I slept through the whole attack. By the time I got up and stumbled downstairs, Georgia was docile and she stayed that way all through the next two days while we debated what to do.

OPTION 1: KEEP HER, ISOLATE CATS ON THEIR OWN FLOOR, BE VIGILANT against future attacks the way I have been with Tux going outside.
--not fair to the cats who have had the run of the house; what happens when Alexa and Lily come?

OPTION 2: SELL/GIVE HER AWAY. Screen carefully: she needs to be the only pet in a home with no kids.
Still too risky. No other owner would be willing to put up with the other behavioural issues, and who knows what might trigger her next. Could be a month, could be a year from now, could be tomorrow. I don't want that on my conscience.

OPTION 3: GET RID OF CATS.
Not happening.

OPTION 4: PUT GEORGIA DOWN.

We were leaning towards option 4 but really wanted somebody to talk us out of it. Unfortunately the vet told us that Georgia's aggression would get worse as she aged, and that there was no treatment for it.
He was really good--I was worried he would make us feel bad for not adequately training her or something--he has certainly given that vibe in the past. But I think now he understands what it is we have been dealing with. The fact is, in most families Georgia would not have lasted this long--the fate of her litter-mates proves it.
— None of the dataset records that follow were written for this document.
use thiserror::Error;

pub type Result<T> = std::result::Result<T, RecommenderError>;

#[derive(Debug, Error)]
pub enum RecommenderError {
    #[error("Invalid rating label: {0:?}")]
    InvalidLabel(String),

    #[error("Invalid SVD rank {rank}: must be between 1 and {max}")]
    InvalidRank { rank: usize, max: usize },

    #[error("Rating matrix is empty ({rows} users x {cols} books)")]
    EmptyMatrix { rows: usize, cols: usize },

    #[error("Shape mismatch: expected {expected:?}, got {actual:?}")]
    ShapeMismatch {
        expected: (usize, usize),
        actual: (usize, usize),
    },

    #[error("Duplicate rating for user {user_id} and book {book_name:?}")]
    DuplicateRating { user_id: u64, book_name: String },

    #[error("User index {index} out of range ({users} users)")]
    UserIndexOutOfRange { index: usize, users: usize },

    #[error("Invalid configuration: {0}")]
    InvalidConfig(String),

    #[error("SVD did not converge for a {rows}x{cols} matrix")]
    Decomposition { rows: usize, cols: usize },

    #[error(transparent)]
    Io(#[from] std::io::Error),

    #[error(transparent)]
    Csv(#[from] csv::Error),

    #[error(transparent)]
    Config(#[from] config::ConfigError),

    #[error(transparent)]
    Json(#[from] serde_json::Error),
}
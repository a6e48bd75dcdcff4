use crate::error::Result;
use crate::models::{RatingRecord, RawRatingRecord};
use std::io::Read;
use std::path::Path;
use tracing::info;

pub fn read_ratings<R: Read>(reader: R) -> Result<Vec<RatingRecord>> {
    let mut reader = csv::ReaderBuilder::new()
        .has_headers(true)
        .trim(csv::Trim::Headers)
        .from_reader(reader);

    // Extra columns are ignored, unknown labels fail the whole read
    let mut records = Vec::new();
    for row in reader.deserialize::<RawRatingRecord>() {
        records.push(RatingRecord::try_from(row?)?);
    }
    Ok(records)
}

pub fn load_file<P: AsRef<Path>>(path: P) -> Result<Vec<RatingRecord>> {
    let path = path.as_ref();
    let file = std::fs::File::open(path)?;
    let records = read_ratings(file)?;
    info!("Loaded {} rating records from {}", records.len(), path.display());
    Ok(records)
}

pub fn load_ratings<P: AsRef<Path>>(paths: &[P]) -> Result<Vec<RatingRecord>> {
    let mut records = Vec::new();
    for path in paths {
        records.extend(load_file(path)?);
    }
    Ok(records)
}
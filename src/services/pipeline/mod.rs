use crate::algorithms::{rated_books, select, MatrixBuilder, RatingPredictor, TruncatedSvd};
use crate::config::PipelineConfig;
use crate::error::Result;
use crate::models::*;
use crate::utils::validation::{validate_pipeline_config, validate_user_index};
use chrono::{DateTime, Utc};
use serde::Serialize;
use tracing::{info, warn};

#[derive(Debug, Clone, Serialize)]
pub struct RunSummary {
    pub input_records: usize,
    pub users: usize,
    pub books: usize,
    pub rank: usize,
    pub top_k: usize,
    pub generated_at: DateTime<Utc>,
}

#[derive(Debug, Clone)]
pub struct PipelineResult {
    pub ratings: RatingMatrix,
    pub books: BookIndex,
    pub predictions: Option<PredictionMatrix>,
    pub recommendations: RecommendationTable,
    pub summary: RunSummary,
}

impl PipelineResult {
    pub fn ratings_for_user(&self, user_index: usize) -> Result<Vec<BookRating>> {
        validate_user_index(user_index, self.ratings.nrows())?;
        Ok(rated_books(&self.ratings, &self.books, user_index))
    }

    pub fn recommendations_for_user(&self, user_index: usize) -> Result<&RecommendationRow> {
        validate_user_index(user_index, self.recommendations.len())?;
        Ok(&self.recommendations.rows[user_index])
    }
}

pub struct RecommendationPipeline {
    config: PipelineConfig,
}

impl RecommendationPipeline {
    pub fn new(config: PipelineConfig) -> Self {
        Self { config }
    }

    pub fn config(&self) -> &PipelineConfig {
        &self.config
    }

    pub fn run(&self, records: Vec<RatingRecord>) -> Result<PipelineResult> {
        validate_pipeline_config(&self.config)?;

        let input_records = records.len();
        info!(
            "Running pipeline on {} records (nbook_ratings={}, nuser_ratings={}, rank={}, top_k={})",
            input_records,
            self.config.nbook_ratings,
            self.config.nuser_ratings,
            self.config.rank,
            self.config.top_k
        );

        // Pivot and filter the raw records
        let builder = MatrixBuilder::new(self.config.nbook_ratings, self.config.nuser_ratings)
            .with_duplicate_policy(self.config.duplicate_policy);
        let (ratings, books) = builder.build(records)?;

        // Nothing left to factorize, so there are no predictions either
        let (predictions, recommendations) = if ratings.is_empty() {
            warn!("Rating matrix is empty, skipping prediction");
            (None, RecommendationTable::empty(self.config.top_k))
        } else {
            // Rank is checked against the filtered matrix here
            let predictor = TruncatedSvd::new(self.config.rank)
                .with_convergence(self.config.svd_epsilon, self.config.svd_max_iterations);
            let predicted = predictor.predict(&ratings)?;
            // Mask rated books and pick the top k per user
            let table = select(&ratings, &predicted, &books, self.config.top_k)?;
            (Some(predicted), table)
        };

        let summary = RunSummary {
            input_records,
            users: ratings.nrows(),
            books: ratings.ncols(),
            rank: self.config.rank,
            top_k: self.config.top_k,
            generated_at: Utc::now(),
        };
        info!(
            "Pipeline finished: {} users, {} books, {} recommendation rows",
            summary.users,
            summary.books,
            recommendations.len()
        );

        Ok(PipelineResult {
            ratings,
            books,
            predictions,
            recommendations,
            summary,
        })
    }
}

#[cfg(test)]
mod tests {
    use super::*;
    use crate::config::DuplicatePolicy;
    use crate::error::RecommenderError;
    use RatingLabel::*;

    fn config(rank: usize) -> PipelineConfig {
        PipelineConfig {
            nbook_ratings: 0,
            nuser_ratings: 0,
            rank,
            ..PipelineConfig::default()
        }
    }

    fn records() -> Vec<RatingRecord> {
        vec![
            RatingRecord::new(1, "A", ItWasAmazing),
            RatingRecord::new(1, "B", LikedIt),
            RatingRecord::new(2, "B", ReallyLikedIt),
            RatingRecord::new(2, "C", ItWasOk),
            RatingRecord::new(3, "A", DidNotLikeIt),
            RatingRecord::new(3, "C", ItWasAmazing),
        ]
    }

    #[test]
    fn test_run_and_query() {
        let result = RecommendationPipeline::new(config(2)).run(records()).unwrap();
        assert_eq!(result.recommendations.len(), 3);
        assert_eq!(result.summary.users, 3);
        assert_eq!(result.summary.books, 3);
        assert!(result.predictions.is_some());

        let rated = result.ratings_for_user(0).unwrap();
        assert_eq!(
            rated.iter().map(|r| r.book.as_str()).collect::<Vec<_>>(),
            vec!["A", "B"]
        );
        let row = result.recommendations_for_user(0).unwrap();
        assert_eq!(row.user_id, 1);
        assert!(row.books().all(|book| book == "C"));
        assert_eq!(row.slots.len(), 3);
    }

    #[test]
    fn test_user_index_out_of_range() {
        let result = RecommendationPipeline::new(config(1)).run(records()).unwrap();
        assert!(matches!(
            result.ratings_for_user(3),
            Err(RecommenderError::UserIndexOutOfRange { index: 3, users: 3 })
        ));
        assert!(result.recommendations_for_user(99).is_err());
    }

    #[test]
    fn test_empty_after_filtering() {
        let pipeline = RecommendationPipeline::new(PipelineConfig {
            nbook_ratings: 50,
            nuser_ratings: 50,
            ..PipelineConfig::default()
        });
        let result = pipeline.run(records()).unwrap();
        assert!(result.recommendations.is_empty());
        assert!(result.predictions.is_none());
        assert!(result.ratings.is_empty());
    }

    #[test]
    fn test_rank_zero_is_invalid_rank() {
        let err = RecommendationPipeline::new(config(0)).run(records()).unwrap_err();
        assert!(matches!(err, RecommenderError::InvalidRank { rank: 0, max: 3 }));

        let err = RecommendationPipeline::new(config(0))
            .run(vec![RatingRecord::new(1, "A", LikedIt)])
            .unwrap_err();
        assert!(matches!(err, RecommenderError::InvalidRank { rank: 0, max: 1 }));
    }

    #[test]
    fn test_run_summary() {
        let mut input = records();
        input.push(RatingRecord::new(4, "A", NoRating));
        let result = RecommendationPipeline::new(config(2)).run(input).unwrap();

        let summary = &result.summary;
        assert_eq!(summary.input_records, 7);
        assert_eq!((summary.users, summary.books), (3, 3));
        assert_eq!((summary.rank, summary.top_k), (2, 3));

        let value = serde_json::to_value(summary).unwrap();
        assert_eq!(value["input_records"], 7);
        assert!(value["generated_at"].is_string());
    }

    #[test]
    fn test_rank_too_large() {
        let err = RecommendationPipeline::new(config(4)).run(records()).unwrap_err();
        assert!(matches!(err, RecommenderError::InvalidRank { rank: 4, max: 3 }));
    }

    #[test]
    fn test_invalid_config_rejected_before_work() {
        let pipeline = RecommendationPipeline::new(PipelineConfig {
            top_k: 0,
            ..config(1)
        });
        assert!(matches!(
            pipeline.run(records()),
            Err(RecommenderError::InvalidConfig(_))
        ));
    }

    #[test]
    fn test_duplicate_policy_from_config() {
        let pipeline = RecommendationPipeline::new(PipelineConfig {
            duplicate_policy: DuplicatePolicy::Reject,
            ..config(1)
        });
        let mut input = records();
        input.push(RatingRecord::new(1, "A", ItWasOk));
        assert!(matches!(
            pipeline.run(input),
            Err(RecommenderError::DuplicateRating { user_id: 1, .. })
        ));
    }
}
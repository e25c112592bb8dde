//! Remote control socket.
//!
//! Line protocol on a local TCP port: one command per line in the shared
//! grammar, answered with `ok` or `err <reason>`. Parsed commands are
//! forwarded into the event channel; all playback semantics stay in the
//! frontend. The accept loop and each connection observe a shared stop
//! flag (nonblocking accept, read timeouts), so shutdown is cooperative.

use std::io::{BufRead, BufReader, Write};
use std::net::{TcpListener, TcpStream};
use std::str::FromStr;
use std::sync::Arc;
use std::sync::atomic::{AtomicBool, Ordering};
use std::thread::JoinHandle;
use std::time::Duration;

use crossbeam_channel::Sender;
use core_events::{
    COMMANDS_ACCEPTED, COMMANDS_REJECTED, ControlCommand, Event, send_event,
};

const ACCEPT_POLL: Duration = Duration::from_millis(50);
const READ_TIMEOUT: Duration = Duration::from_millis(250);

pub struct RemoteServer {
    stop: Arc<AtomicBool>,
    handle: Option<JoinHandle<()>>,
    port: u16,
}

impl RemoteServer {
    /// Bind `127.0.0.1:port` (`0` picks an ephemeral port) and start the
    /// accept loop.
    pub fn spawn(port: u16, tx: Sender<Event>) -> std::io::Result<Self> {
        let listener = TcpListener::bind(("127.0.0.1", port))?;
        listener.set_nonblocking(true)?;
        let port = listener.local_addr()?.port();
        let stop = Arc::new(AtomicBool::new(false));
        let thread_stop = stop.clone();
        let handle = std::thread::Builder::new()
            .name("remote-accept".to_string())
            .spawn(move || accept_loop(listener, tx, thread_stop))
            .expect("spawn remote accept thread");
        tracing::info!(target: "input.remote", port, "remote_control_listening");
        Ok(Self {
            stop,
            handle: Some(handle),
            port,
        })
    }

    pub fn port(&self) -> u16 {
        self.port
    }

    pub fn stop(mut self) {
        self.signal();
        if let Some(handle) = self.handle.take() {
            let _ = handle.join();
        }
    }

    fn signal(&self) {
        self.stop.store(true, Ordering::Release);
    }
}

impl Drop for RemoteServer {
    fn drop(&mut self) {
        self.signal();
        if let Some(handle) = self.handle.take() {
            let _ = handle.join();
        }
    }
}

fn accept_loop(listener: TcpListener, tx: Sender<Event>, stop: Arc<AtomicBool>) {
    let mut connections: Vec<JoinHandle<()>> = Vec::new();
    while !stop.load(Ordering::Acquire) {
        match listener.accept() {
            Ok((stream, peer)) => {
                tracing::debug!(target: "input.remote", %peer, "remote_client_connected");
                let tx = tx.clone();
                let stop = stop.clone();
                match std::thread::Builder::new()
                    .name("remote-conn".to_string())
                    .spawn(move || serve_connection(stream, tx, stop))
                {
                    Ok(handle) => connections.push(handle),
                    Err(e) => {
                        tracing::warn!(target: "input.remote", ?e, "remote_conn_spawn_failed");
                    }
                }
            }
            Err(e) if e.kind() == std::io::ErrorKind::WouldBlock => {
                std::thread::sleep(ACCEPT_POLL);
            }
            Err(e) => {
                tracing::warn!(target: "input.remote", ?e, "remote_accept_failed");
                break;
            }
        }
        connections.retain(|h| !h.is_finished());
    }
    for handle in connections {
        let _ = handle.join();
    }
    tracing::debug!(target: "input.remote", "remote_accept_stopped");
}

fn serve_connection(stream: TcpStream, tx: Sender<Event>, stop: Arc<AtomicBool>) {
    if let Err(e) = stream.set_read_timeout(Some(READ_TIMEOUT)) {
        tracing::warn!(target: "input.remote", ?e, "remote_read_timeout_failed");
        return;
    }
    let mut writer = match stream.try_clone() {
        Ok(w) => w,
        Err(e) => {
            tracing::warn!(target: "input.remote", ?e, "remote_clone_failed");
            return;
        }
    };
    let mut reader = BufReader::new(stream);
    let mut line = String::new();
    while !stop.load(Ordering::Acquire) {
        line.clear();
        match reader.read_line(&mut line) {
            Ok(0) => break, // client closed
            Ok(_) => {
                let trimmed = line.trim();
                if trimmed.is_empty() {
                    continue;
                }
                let reply = match ControlCommand::from_str(trimmed) {
                    Ok(command) => {
                        COMMANDS_ACCEPTED.fetch_add(1, Ordering::Relaxed);
                        tracing::debug!(
                            target: "input.remote",
                            command = trimmed,
                            "remote_command"
                        );
                        send_event(&tx, Event::Command(command));
                        "ok\n".to_string()
                    }
                    Err(e) => {
                        COMMANDS_REJECTED.fetch_add(1, Ordering::Relaxed);
                        format!("err {e}\n")
                    }
                };
                if writer.write_all(reply.as_bytes()).is_err() {
                    break;
                }
            }
            Err(e)
                if e.kind() == std::io::ErrorKind::WouldBlock
                    || e.kind() == std::io::ErrorKind::TimedOut =>
            {
                continue;
            }
            Err(_) => break,
        }
    }
}

#[cfg(test)]
mod tests {
    use super::*;
    use std::io::{BufRead, BufReader, Write};

    #[test]
    fn commands_round_trip_over_tcp() {
        let (tx, rx) = core_events::channel();
        let server = RemoteServer::spawn(0, tx).unwrap();
        let mut client = TcpStream::connect(("127.0.0.1", server.port())).unwrap();
        client
            .write_all(b"play\nrate 2\nbogus nonsense\nseek 1.5\n")
            .unwrap();
        let mut replies = BufReader::new(client.try_clone().unwrap());
        let mut line = String::new();
        let mut all = Vec::new();
        for _ in 0..4 {
            line.clear();
            replies.read_line(&mut line).unwrap();
            all.push(line.trim().to_string());
        }
        assert_eq!(all[0], "ok");
        assert_eq!(all[1], "ok");
        assert!(all[2].starts_with("err "));
        assert_eq!(all[3], "ok");

        assert_eq!(rx.recv().unwrap(), Event::Command(ControlCommand::Play));
        assert_eq!(rx.recv().unwrap(), Event::Command(ControlCommand::SetRate(2.0)));
        assert_eq!(rx.recv().unwrap(), Event::Command(ControlCommand::Seek(1.5)));
        drop(client);
        server.stop();
    }

    #[test]
    fn stop_joins_cleanly_with_open_connection() {
        let (tx, _rx) = core_events::channel();
        let server = RemoteServer::spawn(0, tx).unwrap();
        let _client = TcpStream::connect(("127.0.0.1", server.port())).unwrap();
        std::thread::sleep(Duration::from_millis(100));
        server.stop(); // must not hang on the idle connection
    }
}
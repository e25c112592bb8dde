//! SVG document and canvas boundary.
//!
//! The rendering pipeline never talks to a rasterizer library directly;
//! it goes through the trait family in this crate. [`SvgDocument`] is
//! the mutable polymorphic document (find node by id, set attribute,
//! container size, draw), [`Canvas`] is the pixel surface with the
//! save/restore/translate/scale/clip/clear capability set, and
//! [`RasterBackend`] ties a document type to its canvas type so the
//! render thread and the pre-buffer workers stay generic.
//!
//! The production backend (`backend` module) is resvg + tiny-skia with
//! text-tag patching for attribute mutation; `testing` carries a cheap
//! deterministic backend used by pipeline tests in dependent crates.
//!
//! Pixel format at this boundary is premultiplied BGRA, byte order
//! B, G, R, A.

use thiserror::Error;

pub mod backend;
pub mod bounds;
pub mod geom;
pub mod pixel;
pub mod testing;

pub use backend::{PixmapCanvas, ResvgBackend, ResvgDocument};
pub use bounds::DocumentGeometry;
pub use geom::{FitTransform, RectF};

/// Opaque black, the backdrop color for cleared frame regions.
pub const CLEAR_BLACK_BGRA: [u8; 4] = [0, 0, 0, 255];

#[derive(Debug, Error)]
pub enum DocumentError {
    #[error("SVG parse failed: {0}")]
    Parse(String),
    #[error("pixel surface allocation failed ({width}x{height})")]
    Surface { width: u32, height: u32 },
    #[error("render failed: {0}")]
    Render(String),
}

/// Mutable handle onto one element of a parsed document.
pub trait SvgNode {
    /// Stage an attribute mutation. Takes effect on the next
    /// [`SvgDocument::prepare`].
    fn set_attribute(&mut self, name: &str, value: &str);
}

/// Parsed, mutable in-memory SVG document.
pub trait SvgDocument {
    type Canvas: Canvas;
    type Node<'a>: SvgNode
    where
        Self: 'a;

    fn find_by_id<'a>(&'a mut self, id: &str) -> Option<Self::Node<'a>>;

    /// Fallback viewport for documents that do not declare their own
    /// width/height.
    fn set_container_size(&mut self, width: u32, height: u32);

    /// SVG user-space dimensions. Valid after [`Self::prepare`].
    fn intrinsic_size(&self) -> (f32, f32);

    /// Rebuild internal render state after attribute mutations. Kept
    /// separate from [`Self::render`] so callers can exclude document
    /// build time from render deadlines.
    fn prepare(&mut self) -> Result<(), DocumentError>;

    /// Draw the document through the canvas's current transform and
    /// clip.
    fn render(&mut self, canvas: &mut Self::Canvas) -> Result<(), DocumentError>;
}

/// Pixel surface capability consumed by document rendering.
pub trait Canvas {
    fn width(&self) -> u32;
    fn height(&self) -> u32;
    fn save(&mut self);
    fn restore(&mut self);
    fn translate(&mut self, dx: f32, dy: f32);
    fn scale(&mut self, sx: f32, sy: f32);
    /// Intersect the current clip with `rect` (surface coordinates).
    fn clip_rect(&mut self, rect: RectF);
    /// Fill the current clip region (whole surface when unclipped) with
    /// a BGRA color.
    fn clear(&mut self, color: [u8; 4]);
    /// Copy the whole surface out as premultiplied BGRA rows.
    fn read_bgra(&self, dst: &mut Vec<u8>);
}

/// Factory pairing a document implementation with its canvas.
pub trait RasterBackend: Send + Sync + 'static {
    type Document: SvgDocument<Canvas = Self::Canvas> + Send;
    type Canvas: Canvas + Send;

    fn parse(&self, source: &str) -> Result<Self::Document, DocumentError>;
    fn create_canvas(&self, width: u32, height: u32) -> Result<Self::Canvas, DocumentError>;
}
Still, it hurts. It hurts for more than just the obvious--almost eight years of Peach-love. This sounds really stupid, and I know it sounds stupid, but I can't help feeling it. She's mentally ill. She's not aware of what she's doing and she's not doing it on purpose. It feels wrong to kill something that is mentally ill. If a child was prone to biting and temper tantrums, you wouldn't kill it.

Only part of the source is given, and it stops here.